Turkey may rank 157 in a world press freedom index, but that isn’t stopping broadcasters from Russia, China, Germany and others setting up shop
12 Feb 2019 | Ragip Soylu | Middle East Eye
At a time when press freedoms are regularly described as under threat and investment in the shaky Turkish economy is no sure bet, foreign media companies could be expected to avoid the country.
Instead the opposite is true.
A swathe of often state-backed foreign media outlets have begun expanding their output in Turkey, with Chinese, German, Russian and Azeri companies establishing radio stations, websites, online portals and even a news channel in recent years.
Germany’s state-funded Deutsche Welle Turkce opened up a bureau in Istanbul last year, launching an online news portal that produces articles and videos. Plans to launch a Turkish-language TV station are also on the way.
Meanwhile, the Riyadh-backed Saudi Research and Marketing Group signed a deal with the London-based Independent news site to create a Turkish version last year.
This comes despite media watchdog Reporters Without Borders ranking Turkey 157 out of 180 countries in its 2018 press freedom index.

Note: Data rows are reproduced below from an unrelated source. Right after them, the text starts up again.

//! Read access to the audit log.
//!
//! Rows are written by triggers on the audited tables, in the same
//! transaction as the mutation. Nothing here writes to the log.

use crate::{AuditLogEntry, SecureDatabase, StoreResult};
use vault_database::sql_params;

impl SecureDatabase {
    /// The most recent `limit` entries, newest first.
    pub async fn list_audit_log(&self, limit: u32) -> StoreResult<Vec<AuditLogEntry>> {
        Ok(self
            .db
            .all(
                "SELECT id, operation, table_name, record_id, timestamp
                 FROM audit_log ORDER BY id DESC LIMIT ?1",
                sql_params![limit],
            )
            .await?)
    }

    /// History of one record, oldest first.
    pub async fn audit_log_for(&self, table: &str, record_id: &str) -> StoreResult<Vec<AuditLogEntry>> {
        Ok(self
            .db
            .all(
                "SELECT id, operation, table_name, record_id, timestamp
                 FROM audit_log WHERE table_name = ?1 AND record_id = ?2 ORDER BY id",
                sql_params![table, record_id],
            )
            .await?)
    }
}
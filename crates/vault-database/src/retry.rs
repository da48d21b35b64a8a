//! Retry decisions and backoff.

use crate::DatabaseError;
use std::time::Duration;

/// Groups operations that share a timeout band and retry budget.
#[derive(Debug, Clone, Copy, PartialEq, Eq, Hash)]
pub enum OperationClass {
    Read,
    Write,
    BulkRead,
    Schema,
    /// A whole transaction, retried as a unit.
    Transaction,
}

impl OperationClass {
    pub fn as_str(&self) -> &'static str {
        match self {
            OperationClass::Read => "read",
            OperationClass::Write => "write",
            OperationClass::BulkRead => "bulk_read",
            OperationClass::Schema => "schema",
            OperationClass::Transaction => "transaction",
        }
    }
}

/// Per-class request timeouts.
#[derive(Debug, Clone, Copy, PartialEq, Eq)]
pub struct Timeouts {
    pub read: Duration,
    pub write: Duration,
    pub bulk_read: Duration,
    pub schema: Duration,
}

impl Default for Timeouts {
    fn default() -> Self {
        Self {
            read: Duration::from_secs(15),
            write: Duration::from_secs(30),
            bulk_read: Duration::from_secs(45),
            schema: Duration::from_secs(60),
        }
    }
}

impl Timeouts {
    pub fn for_class(&self, class: OperationClass) -> Duration {
        match class {
            OperationClass::Read => self.read,
            OperationClass::Write | OperationClass::Transaction => self.write,
            OperationClass::BulkRead => self.bulk_read,
            OperationClass::Schema => self.schema,
        }
    }
}

/// What to do after a failed attempt.
#[derive(Debug, Clone, Copy, PartialEq, Eq)]
pub enum RetryDecision {
    /// Wait, then try again.
    Retry(Duration),
    /// Retryable, but the attempt budget is spent.
    Exhausted,
    /// Not retryable.
    Fatal,
}

/// Bounded exponential backoff over retryable errors.
#[derive(Debug, Clone, Copy, PartialEq, Eq)]
pub struct RetryPolicy {
    /// Total attempts, including the first, for statements.
    pub max_attempts: u32,
    /// Total attempts for whole transactions.
    pub max_transaction_attempts: u32,
    pub base_delay: Duration,
    pub max_delay: Duration,
}

impl Default for RetryPolicy {
    fn default() -> Self {
        Self {
            max_attempts: 5,
            max_transaction_attempts: 3,
            base_delay: Duration::from_millis(100),
            max_delay: Duration::from_secs(2),
        }
    }
}

impl RetryPolicy {
    /// Policy that never retries.
    pub fn none() -> Self {
        Self {
            max_attempts: 1,
            max_transaction_attempts: 1,
            ..Self::default()
        }
    }

    pub fn attempts_for(&self, class: OperationClass) -> u32 {
        match class {
            OperationClass::Transaction => self.max_transaction_attempts.max(1),
            _ => self.max_attempts.max(1),
        }
    }

    /// Decide after `attempt` (1-based) failed with `err`.
    pub fn decide(&self, err: &DatabaseError, attempt: u32, class: OperationClass) -> RetryDecision {
        if !err.is_retryable() {
            return RetryDecision::Fatal;
        }
        if attempt >= self.attempts_for(class) {
            return RetryDecision::Exhausted;
        }
        RetryDecision::Retry(self.backoff(attempt))
    }

    /// `base * 2^(retry - 1)`, capped at `max_delay`; zero for `retry == 0`.
    pub fn backoff(&self, retry: u32) -> Duration {
        if retry == 0 {
            return Duration::ZERO;
        }
        let base_ms = self.base_delay.as_millis() as u64;
        let max_ms = self.max_delay.as_millis() as u64;
        let multiplier = 1u64.checked_shl(retry - 1).unwrap_or(u64::MAX);
        Duration::from_millis(base_ms.saturating_mul(multiplier).min(max_ms))
    }
}

/// Delay before restart number `restart` (1-based): grows linearly, capped.
pub fn restart_delay(restart: u32, base: Duration, max: Duration) -> Duration {
    base.saturating_mul(restart.max(1)).min(max)
}
//! Behavioural tests for the secure store.
//!
//! - `opening.rs`    - key lifecycle against the database file
//! - `workspaces.rs` - CRUD, uniqueness, folders, cascade delete
//! - `files.rs`      - dedup, isolation, blob pruning
//! - `preferences.rs`- plain and encrypted values
//! - `records.rs`    - instructions and the audit log

mod preferences;
mod workspaces;

use crate::SecureDatabase;
use serde_json::json;
use std::path::PathBuf;
use std::time::Duration;
use tempfile::TempDir;
use vault_database::{DatabaseConfig, RetryPolicy};
use vault_keyring::{DeviceIdentity, KeyManager, MemoryStorage};

pub(super) fn fast_config() -> DatabaseConfig {
    DatabaseConfig {
        retry: RetryPolicy {
            base_delay: Duration::from_millis(5),
            max_delay: Duration::from_millis(20),
            ..RetryPolicy::default()
        },
        health_check_interval: Duration::ZERO,
        restart_base_delay: Duration::from_millis(10),
        restart_max_delay: Duration::from_millis(40),
        ..DatabaseConfig::default()
    }
}

pub(super) fn keys(storage: &MemoryStorage) -> KeyManager {
    KeyManager::new(Box::new(storage.clone()), DeviceIdentity::new("tester@workstation"))
}

pub(super) fn store_path(dir: &TempDir) -> PathBuf {
    dir.path().join("deskvault.db")
}

pub(super) async fn open_store(dir: &TempDir, storage: &MemoryStorage) -> SecureDatabase {
    SecureDatabase::open(&store_path(dir), &keys(storage), fast_config())
        .await
        .unwrap()
}

pub(super) struct Fixture {
    pub dir: TempDir,
    pub storage: MemoryStorage,
    pub store: SecureDatabase,
}

pub(super) async fn fixture() -> Fixture {
    let dir = tempfile::tempdir().unwrap();
    let storage = MemoryStorage::new();
    let store = open_store(&dir, &storage).await;
    Fixture {
        dir,
        storage,
        store,
    }
}

pub(super) async fn workspace(store: &SecureDatabase, name: &str) -> String {
    store
        .create_workspace(name, None, &json!({}))
        .await
        .unwrap()
        .id
}
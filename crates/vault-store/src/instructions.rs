//! Instructions CRUD.

use crate::error::require;
use crate::models::now;
use crate::{Instruction, SecureDatabase, StoreError, StoreResult};
use tracing::debug;
use uuid::Uuid;
use vault_database::sql_params;

const INSTRUCTION_COLUMNS: &str = "id, name, content, created_at, updated_at";

impl SecureDatabase {
    pub async fn create_instruction(&self, name: &str, content: &str) -> StoreResult<Instruction> {
        require("name", name)?;
        let id = Uuid::new_v4().to_string();
        self.db
            .run(
                "INSERT INTO instructions (id, name, content, created_at, updated_at)
                 VALUES (?1, ?2, ?3, ?4, ?4)",
                sql_params![id.as_str(), name, content, now()],
            )
            .await?;
        debug!(instruction_id = %id, "Created instruction");
        self.require_instruction(&id).await
    }

    pub async fn get_instruction(&self, id: &str) -> StoreResult<Option<Instruction>> {
        Ok(self
            .db
            .get(
                &format!("SELECT {INSTRUCTION_COLUMNS} FROM instructions WHERE id = ?1"),
                sql_params![id],
            )
            .await?)
    }

    /// Replace the given fields; `None` keeps the current value.
    pub async fn update_instruction(
        &self,
        id: &str,
        name: Option<&str>,
        content: Option<&str>,
    ) -> StoreResult<Instruction> {
        if let Some(name) = name {
            require("name", name)?;
        }
        let result = self
            .db
            .run(
                "UPDATE instructions
                 SET name = COALESCE(?2, name), content = COALESCE(?3, content), updated_at = ?4
                 WHERE id = ?1",
                sql_params![id, name, content, now()],
            )
            .await?;
        if result.changes == 0 {
            return Err(StoreError::not_found("instruction", id));
        }
        self.require_instruction(id).await
    }

    pub async fn delete_instruction(&self, id: &str) -> StoreResult<()> {
        let result = self
            .db
            .run("DELETE FROM instructions WHERE id = ?1", sql_params![id])
            .await?;
        if result.changes == 0 {
            return Err(StoreError::not_found("instruction", id));
        }
        debug!(instruction_id = %id, "Deleted instruction");
        Ok(())
    }

    /// All instructions, oldest first.
    pub async fn list_instructions(&self) -> StoreResult<Vec<Instruction>> {
        Ok(self
            .db
            .all(
                &format!("SELECT {INSTRUCTION_COLUMNS} FROM instructions ORDER BY created_at, name"),
                sql_params![],
            )
            .await?)
    }

    async fn require_instruction(&self, id: &str) -> StoreResult<Instruction> {
        self.get_instruction(id)
            .await?
            .ok_or_else(|| StoreError::not_found("instruction", id))
    }
}
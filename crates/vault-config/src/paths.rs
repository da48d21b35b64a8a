//! File system locations used by deskvault.

use crate::{CoreError, CoreResult};
use std::path::{Path, PathBuf};

const BASE_DIR_NAME: &str = ".deskvault";
const DATABASE_FILE_NAME: &str = "deskvault.db";
const LOG_FILE_NAME: &str = "deskvault.jsonl";

/// Resolves every path deskvault reads or writes, rooted at one base directory.
#[derive(Debug, Clone)]
pub struct Paths {
    /// Base directory (~/.deskvault)
    base_dir: PathBuf,
}

impl Paths {
    /// Paths rooted at `~/.deskvault`.
    pub fn new() -> CoreResult<Self> {
        let home = dirs::home_dir()
            .ok_or_else(|| CoreError::Path("Could not determine home directory".to_string()))?;

        Ok(Self {
            base_dir: home.join(BASE_DIR_NAME),
        })
    }

    /// Paths rooted at a custom base directory.
    pub fn with_base_dir(base_dir: PathBuf) -> Self {
        Self { base_dir }
    }

    /// Use `base_dir` when given, otherwise the default location.
    pub fn resolve(base_dir: Option<PathBuf>) -> CoreResult<Self> {
        match base_dir {
            Some(dir) => Ok(Self::with_base_dir(dir)),
            None => Self::new(),
        }
    }

    pub fn base_dir(&self) -> &Path {
        &self.base_dir
    }

    /// `<base>/config.json`
    pub fn config_file(&self) -> PathBuf {
        self.base_dir.join("config.json")
    }

    /// `<base>/deskvault.db`
    pub fn database_file(&self) -> PathBuf {
        self.base_dir.join(DATABASE_FILE_NAME)
    }

    /// `<base>/logs`
    pub fn logs_dir(&self) -> PathBuf {
        self.base_dir.join("logs")
    }

    /// `<base>/logs/deskvault.jsonl`
    pub fn log_file(&self) -> PathBuf {
        self.logs_dir().join(LOG_FILE_NAME)
    }

    /// Ensure all required directories exist.
    pub fn ensure_dirs(&self) -> CoreResult<()> {
        std::fs::create_dir_all(&self.base_dir)?;
        std::fs::create_dir_all(self.logs_dir())?;
        Ok(())
    }
}

#[cfg(test)]
mod tests {
    use super::*;
    use tempfile::tempdir;

    #[test]
    fn test_paths_with_base_dir() {
        let base = PathBuf::from("/tmp/test-deskvault");
        let paths = Paths::with_base_dir(base.clone());

        assert_eq!(paths.base_dir(), base.as_path());
        assert_eq!(paths.config_file(), base.join("config.json"));
        assert_eq!(paths.database_file(), base.join("deskvault.db"));
        assert_eq!(paths.logs_dir(), base.join("logs"));
        assert_eq!(paths.log_file(), base.join("logs/deskvault.jsonl"));
    }

    #[test]
    fn test_paths_default_under_home() {
        let paths = Paths::new().unwrap();
        let home = dirs::home_dir().unwrap();

        assert_eq!(paths.base_dir(), home.join(".deskvault").as_path());
    }

    #[test]
    fn test_resolve_prefers_override() {
        let paths = Paths::resolve(Some(PathBuf::from("/elsewhere"))).unwrap();
        assert_eq!(paths.base_dir(), Path::new("/elsewhere"));
    }

    #[test]
    fn test_ensure_dirs_idempotent() {
        let dir = tempdir().unwrap();
        let base = dir.path().join("deskvault");
        let paths = Paths::with_base_dir(base.clone());

        assert!(!base.exists());
        paths.ensure_dirs().unwrap();
        paths.ensure_dirs().unwrap();

        assert!(base.is_dir());
        assert!(paths.logs_dir().is_dir());
    }
}
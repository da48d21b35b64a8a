//! NDJSON request loop.
//!
//! One request per input line, one response per output line. Requests are
//! handled concurrently, so responses may come back out of order; callers
//! match them by `id`.

use crate::handlers::Handlers;
use crate::protocol::{error_codes, Request, Response};
use std::io;
use tokio::io::{AsyncBufRead, AsyncBufReadExt, AsyncWrite, AsyncWriteExt};
use tokio::sync::mpsc;
use tracing::{debug, info, warn};

const RESPONSE_QUEUE: usize = 64;

/// Serve requests from `input` until it closes, then wait for in-flight
/// requests to answer.
pub async fn serve<R, W>(handlers: Handlers, input: R, mut output: W) -> io::Result<()>
where
    R: AsyncBufRead + Unpin,
    W: AsyncWrite + Unpin,
{
    let (tx, mut rx) = mpsc::channel::<Response>(RESPONSE_QUEUE);

    let reader = async move {
        let mut lines = input.lines();
        let mut received = 0u64;
        while let Some(line) = lines.next_line().await? {
            let line = line.trim();
            if line.is_empty() {
                continue;
            }
            received += 1;

            let request = match Request::from_json(line) {
                Ok(request) => request,
                Err(e) => {
                    debug!(error = %e, "Unparseable request line");
                    let response = Response::error("", error_codes::PARSE_ERROR, &format!("Parse error: {e}"));
                    if tx.send(response).await.is_err() {
                        break;
                    }
                    continue;
                }
            };

            let handlers = handlers.clone();
            let tx = tx.clone();
            tokio::spawn(async move {
                let response = handlers.handle(request).await;
                let _ = tx.send(response).await;
            });
        }
        info!(requests = received, "Input closed");
        Ok::<(), io::Error>(())
    };

    let writer = async {
        while let Some(response) = rx.recv().await {
            let mut line = match response.to_json() {
                Ok(line) => line,
                Err(e) => {
                    warn!(id = %response.id, error = %e, "Failed to encode response");
                    continue;
                }
            };
            line.push('\n');
            output.write_all(line.as_bytes()).await?;
            output.flush().await?;
        }
        Ok::<(), io::Error>(())
    };

    // The reader drops its sender at EOF; the writer ends once every spawned
    // handler has answered and dropped its clone.
    let (read, write) = tokio::join!(reader, writer);
    read?;
    write
}

#[cfg(test)]
mod tests {
    use super::*;
    use std::collections::HashMap;
    use std::sync::Arc;
    use std::time::Duration;
    use vault_database::DatabaseConfig;
    use vault_keyring::{DeviceIdentity, KeyManager, MemoryStorage};
    use vault_store::SecureDatabase;

    #[tokio::test]
    async fn test_serve_answers_every_line() {
        let dir = tempfile::tempdir().unwrap();
        let keys = KeyManager::new(Box::new(MemoryStorage::new()), DeviceIdentity::new("serve@test"));
        let config = DatabaseConfig {
            health_check_interval: Duration::ZERO,
            ..DatabaseConfig::default()
        };
        let store = SecureDatabase::open(&dir.path().join("deskvault.db"), &keys, config)
            .await
            .unwrap();
        let handlers = Handlers::new(Arc::new(store));

        let input = concat!(
            r#"{"id":"1","method":"health"}"#,
            "\n\n",
            r#"{"id":"2","method":"preference.set","params":{"key":"k","value":1}}"#,
            "\n",
            "not json\n",
            r#"{"id":"3","method":"nope"}"#,
            "\n",
        );
        let mut output = Vec::new();
        serve(handlers, input.as_bytes(), &mut output).await.unwrap();

        let responses: HashMap<String, Response> = String::from_utf8(output)
            .unwrap()
            .lines()
            .map(|l| serde_json::from_str::<Response>(l).unwrap())
            .map(|r| (r.id.clone(), r))
            .collect();
        assert_eq!(responses.len(), 4);
        assert!(responses["1"].is_success());
        assert!(responses["2"].is_success());
        assert_eq!(responses[""].error.as_ref().unwrap().code, error_codes::PARSE_ERROR);
        assert_eq!(responses["3"].error.as_ref().unwrap().code, error_codes::METHOD_NOT_FOUND);
    }
}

Alper Gormus, a prominent Turkish media critic, said that the Turkish public depended on outlets such as Russia’s Sputnik Turkiye, the UK’s BBC Turkce or Deutsche Well Turkce because trust in government-controlled media was extremely low.
“Ironically, government supporters themsselves don’t read pro-government newspapers. Best-selling newspapers lost their circulation after they were seized by government-friendly businesspeople.”
A male taxi driver in his 40s, who constantly kept China’s state-owned CRI Turk radio on despite all the stories about Chinese President Xi Jinping, told MEE he was happy with it.
“At least there is news on this one. Other ones wouldn’t even bother,” he said.
An important player
Even Azerbaijan is in the game. One source with knowledge of the initiative told MEE that the Global Haber news channel was established by Baku-based Global Media Corporation last year after receiving a direction to do so from Azerbaijan’s government.
“Actually it all makes sense. Compared to the situation a decade ago, Turkey is a more important player,” said the source, a veteran Turkish journalist who preferred to stay anonymous.
“Foreign governments want to influence public opinion. Azerbaijan is planning to invest $20bn in Turkey in the next few years. SOCAR [Azerbaijan State Oil Company] has already spent billions of dollars for Star Oil Refinery. They want to protect their interests.”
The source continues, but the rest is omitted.